NEWPORT NEWS, Va. (NNS) -- There is an 87-year gap between the formation of the United States Navy in 1775 and the first documented involvement of women in the Navy in 1862. However, since 1862, women in the United States Navy have continued to break barriers and make lasting contributions to the naval service.

Best put by American general, and later the 34th President of the United States, Dwight D. Eisenhower, “During the time I have had [women] under my command, they have met every test and task assigned to them…their contributions in efficiency, skill, spirit, and determination are immeasurable.” 

In 1862, the Sisters of the Holy Cross served aboard USS Red Rover, the Navy’s first hospital ship with a crew of 12 officers and 35 enlisted. They served, officially, as the first women in the Navy.

In 1908, Congress established a more permanent place for women in the Navy by creating the Navy Nurse Corps. The surgeon general selected Esther Voorhees Hasson as the superintendent of the Navy Nurse Corps because of her extensive experience as an Army contract nurse aboard the United States Army Hospital Ship (USAHS) Relief during the Spanish-American War in 1898.

Secretary of the Navy Josephus Daniels authorized the enlisted of women into the Navy March 19, 1917, during World War I. Loretta Perfectus Walsh become the first woman to enlist in the Navy two days later. Eventually, 11,000 female yeomen began work in the nation’s capital, fulfilling the jobs of not only yeomen, but draftsmen, interpreters, couriers, and translators. Additionally, female Navy nurses continued to treat patients in hospitals, on ships, and overseas.

During World War II, Navy nurses continued their service at naval shore commands, hospital ships, field hospitals, and in airplanes. Lt. Ann Bernatitus of the Navy Nurse Corps became the first female and first naval servicemember to receive the Legion of Merit Award. She was commended for maintaining her position on the front lines in the Philippines while rendering continuous and devoted service during a Japanese siege on the Philippine islands. Eleven other nurses were taken as Prisoners of War (POW) from 1941-1945 and received the Bronze Star for their heroism.

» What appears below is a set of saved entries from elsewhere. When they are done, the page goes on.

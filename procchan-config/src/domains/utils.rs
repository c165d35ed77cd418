//! Utility functions and helpers for configuration

use serde::{Deserialize, Deserializer, Serializer};
use std::time::Duration;

/// Serde helper module for Duration serialization as milliseconds
pub mod serde_duration_ms {
    use super::*;

    pub fn serialize<S>(duration: &Duration, serializer: S) -> Result<S::Ok, S::Error>
    where
        S: Serializer,
    {
        serializer.serialize_u64(duration.as_millis() as u64)
    }

    pub fn deserialize<'de, D>(deserializer: D) -> Result<Duration, D::Error>
    where
        D: Deserializer<'de>,
    {
        let millis = u64::deserialize(deserializer)?;
        Ok(Duration::from_millis(millis))
    }
}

On July 30, 1942, President Franklin D. Roosevelt signed a law creating Women Accepted for Volunteer Emergency Service (WAVES). Lt. Cmdr. Mildred H. McAfee became the first director of WAVES and eventually the first female line officer.

Soon after, in 1943, Grace Hopper joined the United States Navy and became one of the most well-known women in military history for her achievements in computer science and programming. In December 1983, she was promoted to the rank of commodore in a White House ceremony. The rank was merged with that of rear admiral two years later, so she became Rear Adm. Hopper. She also has a ship named after her, the Arleigh Burke-class guided-missile destroyer USS Hopper (DDG 70).

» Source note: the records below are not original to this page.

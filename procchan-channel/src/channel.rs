//! Worker process channel
//!
//! A [`WorkerChannel`] owns exactly one worker process. All of its state lives
//! in a single driver task that reacts to commands from the handle, frames
//! from the worker, write completions and the process exit, so nothing here is
//! locked. The owner observes the channel only through [`ChannelEvent`]s.

use std::path::{Path, PathBuf};
use std::time::Duration;

use bytes::Bytes;
use procchan_config::ChannelConfig;
use procchan_ipc::WireMessage;
use tokio::process::Child;
use tokio::sync::{mpsc, oneshot, watch};
use tokio::time::{sleep_until, timeout, Instant};
use tracing::{debug, info, warn};

use crate::error::ChannelError;
use crate::event::{ChannelEvent, ChannelEvents, ExitInfo};
use crate::kill;
use crate::launch::LaunchOptions;
use crate::pipe::{self, InboundFrame, StdinSink, WriteCompletion};
use crate::queue::{Flow, SendQueue};

/// Lifecycle of a channel
#[derive(Debug, Clone, Copy, PartialEq, Eq)]
pub enum ChannelState {
    Created,
    Starting,
    Running(Flow),
    Stopping,
    /// Terminal
    Exited,
}

impl ChannelState {
    pub fn is_exited(&self) -> bool {
        matches!(self, ChannelState::Exited)
    }
}

enum Command {
    Send(Bytes),
    Stop(oneshot::Sender<()>),
}

/// Everything the driver takes over when the channel starts
struct Startup {
    commands: mpsc::UnboundedReceiver<Command>,
    events: mpsc::UnboundedSender<ChannelEvent>,
    state: watch::Sender<ChannelState>,
}

/// Handle to one worker process
pub struct WorkerChannel {
    entry: PathBuf,
    launch: LaunchOptions,
    config: ChannelConfig,
    commands: mpsc::UnboundedSender<Command>,
    state: watch::Receiver<ChannelState>,
    startup: Option<Startup>,
    pid: Option<u32>,
}

impl WorkerChannel {
    /// Create a channel for the worker at `entry`. Nothing is spawned until
    /// [`start`](Self::start).
    pub fn new(
        entry: impl Into<PathBuf>,
        launch: LaunchOptions,
        config: ChannelConfig,
    ) -> (Self, ChannelEvents) {
        let (commands_tx, commands_rx) = mpsc::unbounded_channel();
        let (events_tx, events_rx) = mpsc::unbounded_channel();
        let (state_tx, state_rx) = watch::channel(ChannelState::Created);

        let channel = Self {
            entry: entry.into(),
            launch,
            config,
            commands: commands_tx,
            state: state_rx,
            startup: Some(Startup {
                commands: commands_rx,
                events: events_tx,
                state: state_tx,
            }),
            pid: None,
        };

        (channel, events_rx)
    }

    /// Spawn the worker and attach its listeners.
    ///
    /// Returns once the driver is running; it does not wait for the worker to
    /// be ready. Spawn failures are reported as a [`ChannelEvent::Error`] and
    /// leave the channel exited. Must be called inside a Tokio runtime.
    pub fn start(&mut self) {
        let Some(startup) = self.startup.take() else {
            warn!("Worker {} already started", self.entry.display());
            return;
        };
        startup.state.send_replace(ChannelState::Starting);

        let mut child = match self.launch.command(&self.entry).spawn() {
            Ok(child) => child,
            Err(e) => {
                warn!("Failed to spawn worker {}: {}", self.entry.display(), e);
                let _ = startup
                    .events
                    .send(ChannelEvent::Error(ChannelError::SpawnError(e.to_string())));
                startup.state.send_replace(ChannelState::Exited);
                return;
            }
        };

        self.pid = child.id();
        let label = match self.pid {
            Some(pid) => format!("{}[{}]", worker_name(&self.entry), pid),
            None => worker_name(&self.entry),
        };

        let (stdin, stdout) = match (child.stdin.take(), child.stdout.take()) {
            (Some(stdin), Some(stdout)) => (stdin, stdout),
            _ => {
                // Unreachable with piped stdio, but never leave a process behind
                let _ = startup.events.send(ChannelEvent::Error(ChannelError::SpawnError(
                    "worker stdio was not captured".to_string(),
                )));
                let _ = kill::kill(&mut child);
                startup.state.send_replace(ChannelState::Exited);
                return;
            }
        };

        let (completions_tx, completions_rx) = mpsc::unbounded_channel();
        let sink = pipe::spawn_writer(
            label.clone(),
            stdin,
            self.config.high_water_mark,
            completions_tx,
        );
        let inbound = pipe::spawn_reader(label.clone(), stdout);

        info!("Started worker {}", label);

        let driver = Driver {
            label,
            child,
            sink,
            queue: SendQueue::new(self.config.throttle_policy),
            config: self.config.clone(),
            commands: startup.commands,
            completions: completions_rx,
            inbound,
            events: startup.events,
            state: startup.state,
            stop_waiters: Vec::new(),
            stopping: false,
            force_kill_at: None,
            hard_kill_at: None,
        };

        // Detached: the channel never keeps the runtime alive on its own
        tokio::spawn(driver.run());
    }

    /// Queue `payload` for the worker. Never fails; problems surface as events.
    ///
    /// Payloads sent before [`start`](Self::start) are delivered once the
    /// worker is up. Payloads sent after exit are dropped.
    pub fn send(&self, payload: impl Into<Bytes>) {
        if self.commands.send(Command::Send(payload.into())).is_err() {
            debug!("Dropping payload for exited worker {}", self.entry.display());
        }
    }

    /// Ask the worker to terminate and wait until it has exited.
    ///
    /// If the worker does not exit within the shutdown timeout it is
    /// interrupted, and killed if it still lingers after the kill grace period.
    /// Returns immediately when the worker has already exited.
    pub async fn stop(&self) {
        if self.state.borrow().is_exited() {
            return;
        }
        if self.startup.is_some() {
            debug!("Stop requested for worker {} that never started", self.entry.display());
            return;
        }

        let (reply_tx, reply_rx) = oneshot::channel();
        if self.commands.send(Command::Stop(reply_tx)).is_err() {
            return;
        }

        // A dropped reply also means the driver has finished
        let _ = reply_rx.await;
    }

    /// Current lifecycle state
    pub fn state(&self) -> ChannelState {
        *self.state.borrow()
    }

    /// Watch lifecycle transitions
    pub fn subscribe_state(&self) -> watch::Receiver<ChannelState> {
        self.state.clone()
    }

    /// OS process id, once started
    pub fn pid(&self) -> Option<u32> {
        self.pid
    }

    pub fn entry(&self) -> &Path {
        &self.entry
    }
}

fn worker_name(entry: &Path) -> String {
    entry
        .file_name()
        .map(|name| name.to_string_lossy().into_owned())
        .unwrap_or_else(|| entry.display().to_string())
}

/// Sole owner of the worker process and the channel's mutable state
struct Driver {
    label: String,
    child: Child,
    sink: StdinSink,
    queue: SendQueue,
    config: ChannelConfig,
    commands: mpsc::UnboundedReceiver<Command>,
    completions: mpsc::UnboundedReceiver<WriteCompletion>,
    inbound: mpsc::UnboundedReceiver<InboundFrame>,
    events: mpsc::UnboundedSender<ChannelEvent>,
    state: watch::Sender<ChannelState>,
    stop_waiters: Vec<oneshot::Sender<()>>,
    stopping: bool,
    force_kill_at: Option<Instant>,
    hard_kill_at: Option<Instant>,
}

impl Driver {
    async fn run(mut self) {
        self.state
            .send_replace(ChannelState::Running(self.queue.flow()));

        let mut commands_open = true;
        let mut completions_open = true;
        let mut inbound_open = true;

        let status = loop {
            tokio::select! {
                status = self.child.wait() => break status,

                command = self.commands.recv(), if commands_open => match command {
                    Some(Command::Send(payload)) => self.handle_send(payload),
                    Some(Command::Stop(reply)) => self.begin_stop(Some(reply)),
                    None => {
                        commands_open = false;
                        debug!("Handle for worker {} dropped, shutting it down", self.label);
                        self.begin_stop(None);
                    }
                },

                completion = self.completions.recv(), if completions_open => match completion {
                    Some(result) => {
                        self.queue.on_write_complete(result, &mut self.sink);
                        self.publish_flow();
                    }
                    None => completions_open = false,
                },

                frame = self.inbound.recv(), if inbound_open => match frame {
                    Some(frame) => self.forward_inbound(frame),
                    None => inbound_open = false,
                },

                _ = sleep_until_opt(self.force_kill_at) => self.force_kill(),

                _ = sleep_until_opt(self.hard_kill_at) => self.hard_kill(),
            }
        };

        // Exit wins the race: the kill timers die with this loop
        self.force_kill_at = None;
        self.hard_kill_at = None;

        if inbound_open {
            self.drain_inbound().await;
        }

        let info = match status {
            Ok(status) => ExitInfo::from(status),
            Err(e) => {
                self.emit(ChannelEvent::Error(ChannelError::from(e)));
                ExitInfo::default()
            }
        };

        info!(
            "Worker {} exited (code: {:?}, signal: {:?})",
            self.label, info.code, info.signal
        );
        self.emit(ChannelEvent::Exit(info));
        self.state.send_replace(ChannelState::Exited);

        for waiter in self.stop_waiters.drain(..) {
            let _ = waiter.send(());
        }
    }

    fn handle_send(&mut self, payload: Bytes) {
        if self.stopping {
            debug!("Dropping payload for stopping worker {}", self.label);
            return;
        }
        self.queue.send(payload, &mut self.sink);
        self.publish_flow();
    }

    fn begin_stop(&mut self, reply: Option<oneshot::Sender<()>>) {
        if let Some(reply) = reply {
            self.stop_waiters.push(reply);
        }
        if self.stopping {
            return;
        }

        self.stopping = true;
        self.state.send_replace(ChannelState::Stopping);

        let discarded = self.queue.discard_pending();
        if discarded > 0 {
            debug!(
                "Discarding {} queued payloads for stopping worker {}",
                discarded, self.label
            );
        }

        debug!("Sending terminate directive to worker {}", self.label);
        if !self.sink.write_control(WireMessage::Terminate) {
            debug!("Worker {} stdin already closed", self.label);
        }

        self.force_kill_at = deadline_after(self.config.shutdown_timeout);
        if self.force_kill_at.is_none() {
            debug!("Shutdown timeout for worker {} is unbounded, waiting for exit", self.label);
        }
    }

    fn force_kill(&mut self) {
        self.force_kill_at = None;
        warn!(
            "Worker {} did not exit within {:?}, interrupting",
            self.label, self.config.shutdown_timeout
        );

        if let Err(e) = kill::interrupt(&mut self.child) {
            self.emit(ChannelEvent::Error(e));
        }
        self.hard_kill_at = deadline_after(self.config.kill_grace);
    }

    fn hard_kill(&mut self) {
        self.hard_kill_at = None;
        warn!("Worker {} ignored the interrupt, killing", self.label);

        if let Err(e) = kill::kill(&mut self.child) {
            self.emit(ChannelEvent::Error(e));
        }
    }

    fn forward_inbound(&self, frame: InboundFrame) {
        match frame {
            Ok(payload) => self.emit(ChannelEvent::Message(payload)),
            Err(e) => self.emit(ChannelEvent::Error(ChannelError::Ipc(e))),
        }
    }

    /// Deliver what the worker wrote before it died, within the drain budget
    async fn drain_inbound(&mut self) {
        let budget = self.config.exit_drain_timeout;
        let drain = async {
            while let Some(frame) = self.inbound.recv().await {
                self.forward_inbound(frame);
            }
        };

        if timeout(budget, drain).await.is_err() {
            debug!("Worker {} stdout still open after exit, not waiting", self.label);
        }
    }

    fn publish_flow(&self) {
        if self.stopping {
            return;
        }
        let next = ChannelState::Running(self.queue.flow());
        self.state.send_if_modified(|state| {
            if *state != next {
                *state = next;
                true
            } else {
                false
            }
        });
    }

    fn emit(&self, event: ChannelEvent) {
        // The owner may have stopped listening; that is not our problem
        let _ = self.events.send(event);
    }
}

/// `None` when the delay is too large to be represented, i.e. never
fn deadline_after(delay: Duration) -> Option<Instant> {
    Instant::now().checked_add(delay)
}

async fn sleep_until_opt(deadline: Option<Instant>) {
    match deadline {
        Some(deadline) => sleep_until(deadline).await,
        None => std::future::pending().await,
    }
}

By 1944, full military rank was granted to members of the Navy Nurse Corps, and Sue Dauser, director of the Navy Nurse Corps, received a full commission to the rank of captain, the first woman to do so.            

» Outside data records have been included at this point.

//! Channel error types

use procchan_ipc::IpcError;
use thiserror::Error;

/// Errors surfaced through [`crate::ChannelEvent::Error`].
///
/// Cloneable so they can be handed to the consumer by value.
#[derive(Debug, Clone, Error, PartialEq, Eq)]
pub enum ChannelError {
    /// The worker process could not be started
    #[error("Failed to spawn worker: {0}")]
    SpawnError(String),

    /// A process-level IO failure (waiting on the child, broken pipe)
    #[error("Worker IO error: {0}")]
    IoError(String),

    /// Framing or decoding failure on the control channel
    #[error("IPC error: {0}")]
    Ipc(#[from] IpcError),

    /// Delivering a signal to the worker failed
    #[error("Failed to signal worker: {0}")]
    SignalError(String),
}

impl From<std::io::Error> for ChannelError {
    fn from(err: std::io::Error) -> Self {
        ChannelError::IoError(err.to_string())
    }
}
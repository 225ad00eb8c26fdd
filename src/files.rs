use std::path::{Component, Path, PathBuf};

use tokio::fs;

/// The root path serves the default document; everything else is taken as-is.
pub fn document_path(request_path: &str) -> &str {
    if request_path == "/" {
        "/index.html"
    } else {
        request_path
    }
}

pub async fn resolve(root: &Path, request_path: &str) -> Option<Vec<u8>> {
    let document = document_path(request_path);
    let candidate = rooted_join(root, document.trim_start_matches('/'))?;
    // Anything that is not a regular file counts as missing.
    match fs::metadata(&candidate).await {
        Ok(meta) if meta.is_file() => fs::read(&candidate).await.ok(),
        _ => None,
    }
}

// Joins a request path under the root, refusing any component that could
// escape it. No normalization beyond dropping `.`: a path containing `..`
// is rejected outright rather than resolved.
fn rooted_join(root: &Path, relative: &str) -> Option<PathBuf> {
    let mut joined = root.to_path_buf();
    for component in Path::new(relative).components() {
        match component {
            Component::Normal(part) => joined.push(part),
            Component::CurDir => {}
            Component::ParentDir | Component::RootDir | Component::Prefix(_) => return None,
        }
    }
    Some(joined)
}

After World War II, the Women’s Armed Forces Integration Act of 1948 made it possible for women to serve in the peacetime military with some restrictions, and in October of the same year, the first eight women were commissioned into the peacetime Navy.

In 1959, Yeoman Anna Der-Vartanian became the first female master chief and the first female E-9 across all branches of the United States military.

In 1961, Lt. Charlene T. Juneson reported for duty aboard USS General W.A. Mann (AP-112), becoming the first WAVES officer to be ordered to shipboard duty.

In 1972, Capt. Arlene Duerk became the Navy’s first female admiral, Roseanne Roberts became the first female helicopter captain, the first women were trained at Fire Fighting School, Naval Station, Treasure Island, San Francisco, California, and USS Sanctuary (AH-17) became the first ship with a mixed male and female crew.

Feb. 22, 1974, Lt. j.g. Barbara Allen Rainey received her wings of gold, becoming the first female designated as a naval aviator.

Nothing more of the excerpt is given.